▸ **DESCRIPTION OF THE TASK**
A faithful copy of the whole listing is required, with nothing left out.

▸ **SUPPLIED MATERIAL**
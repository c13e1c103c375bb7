//! Core triage library (graph client, session state, config).

pub mod client;
pub mod config;
pub mod session;
//! Config command handlers.

use anyhow::Result;
use triage_core::client::resolve_base_url;
use triage_core::config::{self, Config};

pub fn path() -> Result<()> {
    println!("{}", config::paths::config_path().display());
    Ok(())
}

pub fn init() -> Result<()> {
    let path = config::paths::config_path();
    Config::init(&path)?;
    println!("Created config at {}", path.display());
    Ok(())
}

pub fn show(config: &Config, base_url_override: Option<&str>) -> Result<()> {
    let base_url = match base_url_override {
        Some(url) => url.trim_end_matches('/').to_string(),
        None => resolve_base_url(config.effective_base_url())?,
    };
    println!("config path: {}", config::paths::config_path().display());
    println!("base url: {base_url}");
    Ok(())
}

▸ **EXERCISE RESULT**
repository c13e1c103c375bb7
//! Core triage library (graph client, session state, config).

pub mod client;
pub mod config;
pub mod session;
//! Config command handlers.

use anyhow::Result;
use triage_core::client::resolve_base_url;
use triage_core::config::{self, Config};

pub fn path() -> Result<()> {
    println!("{}", config::paths::config_path().display());
    Ok(())
}

pub fn init() -> Result<()> {
    let path = config::paths::config_path();
    Config::init(&path)?;
    println!("Created config at {}", path.display());
    Ok(())
}

pub fn show(config: &Config, base_url_override: Option<&str>) -> Result<()> {
    let base_url = match base_url_override {
        Some(url) => url.trim_end_matches('/').to_string(),
        None => resolve_base_url(config.effective_base_url())?,
    };
    println!("config path: {}", config::paths::config_path().display());
    println!("base url: {base_url}");
    Ok(())
}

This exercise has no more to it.